More insideous example: Cached or saved references to a resource that is no
longer usable or is very sub-optimal. My worst experience; saved Macro
reference in a Word document family that pointed to a no longer existent
Netware share that had been replaced with a Windows Share of the same name
but with content in a different arrangement, partially. The delays &
timeouts! The weird error messages! The inconsistencies!

For the following –
THE MORE EXACT, COMPLETE, AND SPECIFIC THE SYMPTOMS COLLECTED THE BETTER!!!!

Some of this Microsoft network troubleshooters actually help solve. You
have to know enough facts to answer their questions well though.

Microsoft support can also usually run them down for me if all else fails.
It may not be fast! It may though be free if a patch fixes it.

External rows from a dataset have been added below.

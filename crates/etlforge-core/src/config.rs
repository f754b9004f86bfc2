use serde::{Deserialize, Serialize};
use std::path::Path;

use crate::Error;

/// Minimum severity a log record must carry to survive the producer-side
/// filter before it reaches the log store.
#[derive(Debug, Clone, Copy, PartialEq, Eq, PartialOrd, Ord, Serialize, Deserialize)]
#[serde(rename_all = "lowercase")]
pub enum LogLevel {
    Debug,
    Info,
    Error,
}

impl Default for LogLevel {
    fn default() -> Self {
        LogLevel::Info
    }
}

/// Orchestrator configuration.
#[derive(Debug, Clone, Serialize, Deserialize)]
pub struct Config {
    /// Connection string for the relational store, e.g.
    /// `sqlite://./etlforge.db`.
    pub db_uri: String,

    #[serde(default = "default_max_workers")]
    pub max_workers: usize,

    #[serde(default)]
    pub log_level: LogLevel,

    #[serde(default = "default_days_logs_to_keep")]
    pub days_logs_to_keep: u32,

    #[serde(default = "default_false")]
    pub log_sql_to_console: bool,

    #[serde(default = "default_scan_interval_seconds")]
    pub scan_interval_seconds: u64,
}

impl Default for Config {
    fn default() -> Self {
        Self {
            db_uri: default_db_uri(),
            max_workers: default_max_workers(),
            log_level: LogLevel::default(),
            days_logs_to_keep: default_days_logs_to_keep(),
            log_sql_to_console: default_false(),
            scan_interval_seconds: default_scan_interval_seconds(),
        }
    }
}

fn default_db_uri() -> String {
    "sqlite://./etlforge.db".to_string()
}

fn default_max_workers() -> usize {
    5
}

fn default_days_logs_to_keep() -> u32 {
    3
}

fn default_scan_interval_seconds() -> u64 {
    10
}

fn default_false() -> bool {
    false
}

impl Config {
    /// Load configuration from a TOML file.
    pub fn load(path: &str) -> Result<Self, Error> {
        let contents = std::fs::read_to_string(path)
            .map_err(|e| Error::config(format!("failed to read config file {path}: {e}")))?;

        let config: Config = toml::from_str(&contents)?;
        config.validate()?;

        Ok(config)
    }

    /// Load configuration the way the service is actually started: an
    /// explicit `--config` path if given, else `ETLFORGE_CONFIG`, else
    /// `./etlforge.toml` if present, falling back to defaults with
    /// `ETLFORGE_*` environment variables layered on top of whichever
    /// file (if any) was found.
    pub fn from_env(explicit_path: Option<&str>) -> Result<Self, Error> {
        use config::{Environment, File};

        let mut builder = config::Config::builder();

        let file_path = explicit_path
            .map(str::to_string)
            .or_else(|| std::env::var("ETLFORGE_CONFIG").ok())
            .or_else(|| {
                let default = "./etlforge.toml";
                Path::new(default).exists().then(|| default.to_string())
            });

        if let Some(path) = &file_path {
            if !Path::new(path).exists() {
                return Err(Error::config(format!("config file not found at {path}")));
            }
            builder = builder.add_source(File::with_name(path));
        }

        builder = builder.add_source(Environment::with_prefix("ETLFORGE").separator("__"));

        let built = builder
            .build()
            .map_err(|e| Error::config(format!("failed to assemble configuration: {e}")))?;

        let config: Config = built
            .try_deserialize()
            .map_err(|e| Error::config(format!("failed to parse configuration: {e}")))?;

        config.validate()?;

        Ok(config)
    }

    /// Validate invariants `#[serde(default)]` alone can't express.
    pub fn validate(&self) -> Result<(), Error> {
        if self.db_uri.trim().is_empty() {
            return Err(Error::config("db_uri must not be empty"));
        }
        if self.max_workers == 0 {
            return Err(Error::config("max_workers must be greater than zero"));
        }
        if self.days_logs_to_keep == 0 {
            return Err(Error::config("days_logs_to_keep must be greater than zero"));
        }
        if self.scan_interval_seconds == 0 {
            return Err(Error::config(
                "scan_interval_seconds must be greater than zero",
            ));
        }
        Ok(())
    }
}
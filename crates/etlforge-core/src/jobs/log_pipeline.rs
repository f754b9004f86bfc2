//! Buffered many-producers -> one-consumer funnel from workers to the
//! Log Store
//!
//! Workers must never block on database I/O when logging a job's
//! activity, so records are handed to a bounded channel and a single
//! `LogWriter` task drains it into the store.

use std::collections::{HashMap, VecDeque};
use tokio::sync::{mpsc, Mutex};
use tracing::{error, warn};

use super::log_store::{LogRecord, LogStore};
use crate::config::LogLevel;
use std::sync::Arc;

const CHANNEL_CAPACITY: usize = 1024;
const DEDUP_WINDOW_SECONDS: i64 = 10;
const DEDUP_HISTORY_PER_LOGGER: usize = 30;

/// Ingress side of the log pipeline: applies severity filtering and
/// per-logger throttling/dedup before handing a record to the bounded
/// channel that feeds the `LogWriter`.
pub struct LogPipeline {
    sender: mpsc::Sender<LogRecord>,
    min_level: LogLevel,
    recent: Mutex<HashMap<String, VecDeque<(String, chrono::DateTime<chrono::Utc>)>>>,
}

impl LogPipeline {
    /// Build a pipeline and its paired writer. The writer must be
    /// spawned as its own task by the caller.
    pub fn new(min_level: LogLevel, store: Arc<dyn LogStore>) -> (Arc<Self>, LogWriter) {
        let (sender, receiver) = mpsc::channel(CHANNEL_CAPACITY);
        let pipeline = Arc::new(Self {
            sender,
            min_level,
            recent: Mutex::new(HashMap::new()),
        });
        let writer = LogWriter { receiver, store };
        (pipeline, writer)
    }

    /// Submit a record, applying severity threshold, then throttling
    /// and dedup: the last 30 distinct messages per logger retain their
    /// last-emitted timestamp, and a message identical to one emitted
    /// less than 10s ago is dropped.
    pub async fn forward(&self, record: LogRecord) {
        if record.level < self.min_level {
            return;
        }

        if self.is_throttled(&record).await {
            return;
        }

        if self.sender.try_send(record).is_err() {
            eprintln!("log pipeline full or closed, dropping record");
        }
    }

    async fn is_throttled(&self, record: &LogRecord) -> bool {
        let mut recent = self.recent.lock().await;
        let history = recent.entry(record.logger_name.clone()).or_default();

        if let Some(pos) = history.iter().position(|(msg, _)| msg == &record.message) {
            let (_, last_emitted) = history[pos];
            if record.timestamp - last_emitted < chrono::Duration::seconds(DEDUP_WINDOW_SECONDS) {
                return true;
            }
            history.remove(pos);
        }

        history.push_back((record.message.clone(), record.timestamp));
        while history.len() > DEDUP_HISTORY_PER_LOGGER {
            history.pop_front();
        }

        false
    }
}

/// Single-consumer task that drains the channel into the Log Store.
/// Store failures are reported to stderr; the loop never stops on a
/// single failed write.
pub struct LogWriter {
    receiver: mpsc::Receiver<LogRecord>,
    store: Arc<dyn LogStore>,
}

impl LogWriter {
    pub async fn run(mut self) {
        while let Some(record) = self.receiver.recv().await {
            if let Err(e) = self.store.add(&record).await {
                error!(error = %e, logger = %record.logger_name, "failed to persist log record");
            }
        }
        warn!("log pipeline closed, log writer exiting");
    }
}

#[cfg(test)]
mod tests {
    use super::*;
    use crate::jobs::log_store::SqliteLogStore;
    use sqlx::sqlite::SqlitePoolOptions;

    async fn store() -> Arc<dyn LogStore> {
        let pool = SqlitePoolOptions::new()
            .connect("sqlite::memory:")
            .await
            .unwrap();
        crate::db::migrate::Migrator::new(pool.clone())
            .migrate()
            .await
            .unwrap();
        Arc::new(SqliteLogStore::new(pool))
    }

    #[tokio::test]
    async fn below_threshold_records_are_dropped() {
        let (pipeline, writer) = LogPipeline::new(LogLevel::Info, store().await);
        let handle = tokio::spawn(writer.run());

        pipeline
            .forward(LogRecord::new("job", LogLevel::Debug, "noisy"))
            .await;
        drop(pipeline);
        handle.await.unwrap();
    }

    #[tokio::test]
    async fn duplicate_message_within_window_is_throttled() {
        let (pipeline, _writer) = LogPipeline::new(LogLevel::Debug, store().await);

        let now = chrono::Utc::now();
        let first = LogRecord {
            logger_name: "job".into(),
            level: LogLevel::Info,
            message: "retrying".into(),
            timestamp: now,
        };
        let second = LogRecord {
            timestamp: now + chrono::Duration::seconds(1),
            ..first.clone()
        };

        assert!(!pipeline.is_throttled(&first).await);
        assert!(pipeline.is_throttled(&second).await);
    }

    #[tokio::test]
    async fn duplicate_message_after_window_is_not_throttled() {
        let (pipeline, _writer) = LogPipeline::new(LogLevel::Debug, store().await);

        let now = chrono::Utc::now();
        let first = LogRecord {
            logger_name: "job".into(),
            level: LogLevel::Info,
            message: "retrying".into(),
            timestamp: now,
        };
        let later = LogRecord {
            timestamp: now + chrono::Duration::seconds(11),
            ..first.clone()
        };

        assert!(!pipeline.is_throttled(&first).await);
        assert!(!pipeline.is_throttled(&later).await);
    }
}
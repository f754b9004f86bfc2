//! Database access utilities

pub mod migrate;

use sqlx::sqlite::{SqliteConnectOptions, SqlitePoolOptions};
use sqlx::SqlitePool;
use std::str::FromStr;

use crate::{Error, Result};

/// Open a connection pool for the given `sqlite://` URI, creating the
/// database file if it doesn't exist, and run pending migrations.
pub async fn connect(db_uri: &str) -> Result<SqlitePool> {
    let options = SqliteConnectOptions::from_str(db_uri)
        .map_err(|e| Error::config(format!("invalid db_uri {db_uri}: {e}")))?
        .create_if_missing(true);

    // An in-memory database is private to the connection that opened
    // it, so a pool of more than one connection would see a fresh,
    // unmigrated database on every other checkout.
    let max_connections = if db_uri.contains(":memory:") { 1 } else { 5 };

    let pool = SqlitePoolOptions::new()
        .max_connections(max_connections)
        .connect_with(options)
        .await
        .map_err(Error::Database)?;

    migrate::Migrator::new(pool.clone()).migrate().await?;

    Ok(pool)
}

#[cfg(test)]
mod tests {
    use super::*;

    #[tokio::test]
    async fn connect_creates_and_migrates_in_memory_db() {
        let pool = connect("sqlite::memory:").await.unwrap();
        let row: (i64,) = sqlx::query_as("SELECT count(*) FROM status")
            .fetch_one(&pool)
            .await
            .unwrap();
        assert_eq!(row.0, 0);
    }
}
//! End-to-end scenarios against a real, file-backed SQLite database.
//!
//! These exercise the Scheduler/Status Store/Job Queue interaction
//! directly rather than spawning real child processes, since the
//! child-process re-exec path is owned by whatever binary embeds this
//! crate (see `etlforge-cli`).

use std::sync::Arc;
use std::time::Duration;

use etlforge_core::{Job, JobCatalog, JobQueue, JobState, RunResult, ScheduleSpec, SqliteStatusStore, StatusStore};
use tokio_util::sync::CancellationToken;

async fn temp_db() -> (tempfile::TempDir, sqlx::SqlitePool) {
    let dir = tempfile::tempdir().unwrap();
    let path = dir.path().join("etl.db");
    let uri = format!("sqlite://{}", path.display());
    let pool = etlforge_core::db::connect(&uri).await.unwrap();
    (dir, pool)
}

fn noop_run() -> etlforge_core::RunFn {
    Arc::new(|_config, _logger| -> RunResult { Ok(()) })
}

#[tokio::test]
async fn orphan_cleanup_clears_stale_and_unknown_rows() {
    let (_dir, pool) = temp_db().await;
    let store = SqliteStatusStore::new(pool);

    store.start("job_gone").await.unwrap();
    store.start("extract").await.unwrap();

    let removed_orphans = store.delete_orphans(&["extract".to_string()]).await.unwrap();
    assert_eq!(removed_orphans, 1);
    assert!(store.status("job_gone").await.unwrap().is_none());

    let cleared_running = store.clear_running().await.unwrap();
    assert_eq!(cleared_running, 1, "the surviving extract row was left Running");
    assert!(store.status("extract").await.unwrap().is_none());

    let id = store.start("extract").await.unwrap();
    store.done(id).await.unwrap();
    let status = store.status("extract").await.unwrap().unwrap();
    assert_eq!(status.state, JobState::Success);
}

#[tokio::test]
async fn dependency_monotonicity_across_scheduler_ticks() {
    let (_dir, pool) = temp_db().await;
    let store: Arc<dyn StatusStore> = Arc::new(SqliteStatusStore::new(pool));

    let catalog = Arc::new(
        JobCatalog::build(vec![
            Job::builder("extract", noop_run())
                .schedule(ScheduleSpec::every_x_seconds(1))
                .build(),
            Job::builder("report", noop_run())
                .depends_on("extract")
                .schedule(ScheduleSpec::every_x_seconds(1))
                .build(),
        ])
        .unwrap(),
    );

    let queue = Arc::new(JobQueue::new(2));
    let scheduler = etlforge_core::Scheduler::new(
        catalog.clone(),
        store.clone(),
        queue.clone(),
        Duration::from_secs(1),
        CancellationToken::new(),
    );

    // `report` depends on `extract`, which has never run: not ready yet.
    let now = chrono::Utc::now();
    let report_ready = scheduler.is_ready(catalog.get("report").unwrap(), now).await.unwrap();
    assert!(!report_ready);

    let id = store.start("extract").await.unwrap();
    store.done(id).await.unwrap();
    let extract_ended = store.status("extract").await.unwrap().unwrap().ended.unwrap();

    let now = chrono::Utc::now();
    let report_ready = scheduler.is_ready(catalog.get("report").unwrap(), now).await.unwrap();
    assert!(report_ready);

    let report_id = store.start("report").await.unwrap();
    store.done(report_id).await.unwrap();
    let report_ended = store.status("report").await.unwrap().unwrap().ended.unwrap();
    assert!(extract_ended <= report_ended);
}
//! Entry point: wires the Status Store, Log Store, Log Pipeline, Job
//! Queue, Scheduler, and Worker pool together and owns their lifecycle.

use std::sync::Arc;
use std::time::Duration;

use tokio_util::sync::CancellationToken;
use tracing::info;

use super::catalog::{Job, JobCatalog};
use super::log_pipeline::LogPipeline;
use super::log_store::{LogStore, SqliteLogStore};
use super::queue::JobQueue;
use super::retention;
use super::scheduler::Scheduler;
use super::status_store::{SqliteStatusStore, StatusStore};
use super::worker::Worker;
use crate::config::Config;
use crate::{Error, Result};

/// Runs the orchestrator until a fatal error or an external shutdown
/// signal (`shutdown`) is observed.
pub struct Supervisor {
    config: Config,
    catalog: Arc<JobCatalog>,
    status_store: Arc<dyn StatusStore>,
    log_store: Arc<dyn LogStore>,
    config_path: Option<String>,
}

impl Supervisor {
    /// Validate the catalog, connect to the store, and register the
    /// built-in retention job.
    pub async fn build(
        config: Config,
        jobs: Vec<Job>,
        config_path: Option<String>,
    ) -> Result<Self> {
        let mut jobs = jobs;
        jobs.push(retention::build(&config.db_uri, config.days_logs_to_keep));

        let catalog = JobCatalog::build(jobs)?;
        let catalog = Arc::new(catalog);

        let pool = crate::db::connect(&config.db_uri).await?;
        let status_store: Arc<dyn StatusStore> = Arc::new(SqliteStatusStore::new(pool.clone()));
        let log_store: Arc<dyn LogStore> = Arc::new(SqliteLogStore::new(pool));

        Ok(Self {
            config,
            catalog,
            status_store,
            log_store,
            config_path,
        })
    }

    /// Remove status rows for job names no longer in the catalog and
    /// clear any `Running` rows left by a prior crash. Must run before
    /// the scheduler begins scanning.
    async fn cleanup_orphans(&self) -> Result<()> {
        let known_names: Vec<String> = self.catalog.names().map(String::from).collect();
        let removed_orphans = self.status_store.delete_orphans(&known_names).await?;
        let cleared_running = self.status_store.clear_running().await?;
        info!(removed_orphans, cleared_running, "startup cleanup complete");
        Ok(())
    }

    /// Run until `shutdown` is cancelled. Workers finish their current
    /// attempt before exiting; queued-but-unstarted work is discarded.
    pub async fn run(self, shutdown: CancellationToken) -> Result<()> {
        self.cleanup_orphans().await?;

        let (log_pipeline, log_writer) =
            LogPipeline::new(self.config.log_level, self.log_store.clone());
        let log_writer_handle = tokio::spawn(log_writer.run());

        let queue = Arc::new(JobQueue::new(self.config.max_workers));

        let scheduler = Scheduler::new(
            self.catalog.clone(),
            self.status_store.clone(),
            queue.clone(),
            Duration::from_secs(self.config.scan_interval_seconds),
            shutdown.clone(),
        );
        let scheduler_handle = tokio::spawn(scheduler.run());

        let mut worker_handles = Vec::with_capacity(self.config.max_workers);
        for id in 0..self.config.max_workers {
            let worker = Worker::new(
                id,
                self.catalog.clone(),
                queue.clone(),
                self.status_store.clone(),
                log_pipeline.clone(),
                self.config_path.clone(),
                shutdown.clone(),
            );
            worker_handles.push(tokio::spawn(worker.run()));
        }

        info!(workers = self.config.max_workers, "supervisor running");

        shutdown.cancelled().await;
        info!("shutdown signal received, draining workers");

        scheduler_handle
            .await
            .map_err(|e| Error::infrastructure(format!("scheduler task panicked: {e}")))?;

        for handle in worker_handles {
            handle
                .await
                .map_err(|e| Error::infrastructure(format!("worker task panicked: {e}")))?;
        }

        drop(log_pipeline);
        log_writer_handle
            .await
            .map_err(|e| Error::infrastructure(format!("log writer task panicked: {e}")))?;

        info!("supervisor shut down cleanly");
        Ok(())
    }
}
//! Named external resources shared across job run-functions
//!
//! Mirrors the source's `Resource`/`ResourceManager`: a small, keyed
//! registry of shared handles (a DB connection, an HTTP client, a file
//! lock) that run-functions may look up by key at startup instead of
//! each job hard-wiring its own. Registered once alongside the job
//! catalog and validated for key-uniqueness the same way job names are.

use std::collections::HashSet;

/// A named external resource the embedding application registers
/// alongside its job catalog. `open`/`close` are left to the embedding
/// application (this crate only owns the key-uniqueness contract); the
/// handle itself is opaque to the orchestrator, the same way a job's
/// `config` is.
#[derive(Clone)]
pub struct Resource {
    pub key: String,
}

impl Resource {
    pub fn new(key: impl Into<String>) -> Self {
        Self { key: key.into() }
    }
}

/// Check that no two resources share a key, the way
/// `JobCatalog::build_with_resources` checks job names. Returns the set
/// of duplicated keys, empty if all keys are unique.
pub fn duplicate_keys<'a>(resources: impl IntoIterator<Item = &'a Resource>) -> Vec<String> {
    let mut seen = HashSet::new();
    let mut duplicates = Vec::new();
    for resource in resources {
        if !seen.insert(resource.key.clone()) {
            duplicates.push(resource.key.clone());
        }
    }
    duplicates
}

The knowledge base has a lot of articles. Online search engines often give
better results. Google especially is often MUCH better at finding
appropriate Microsoft KB articles then TechNet or MSDN search is.

If anyone knows of a good central resource at Microsoft to use in these
cases I'd love to know about it though! (I have one, or maybe two ;-{ such
ongoing problems right now!)
 
G

Guest

Andy,

I'm having a pretty much identical problem. Our network is about 750
workstations, XP SP2, hardware well within specs. The problem is related to
either three of our file servers or the workstations accessing them (i.e. My
Documents). What we've seen is that if we access the servers either locally
or over rdp the problem goes away almost instantly. Right now I've got rdp
sessions running continually to three servers to keep the document
directories functioning.

The problem isn't affecting any of my other 75 servers. It seemed to start
around 2/25, a few days before you posted this, but we haven't been able to
find a patch that should be causing the problem. Any info you've got would
be greatly appreciated. I'll pass along anything I find.
 
G

Guest

Hi all,

Have you checked to make sure there isn't a user doing a backup to a server?

This has happened to a couple of clients.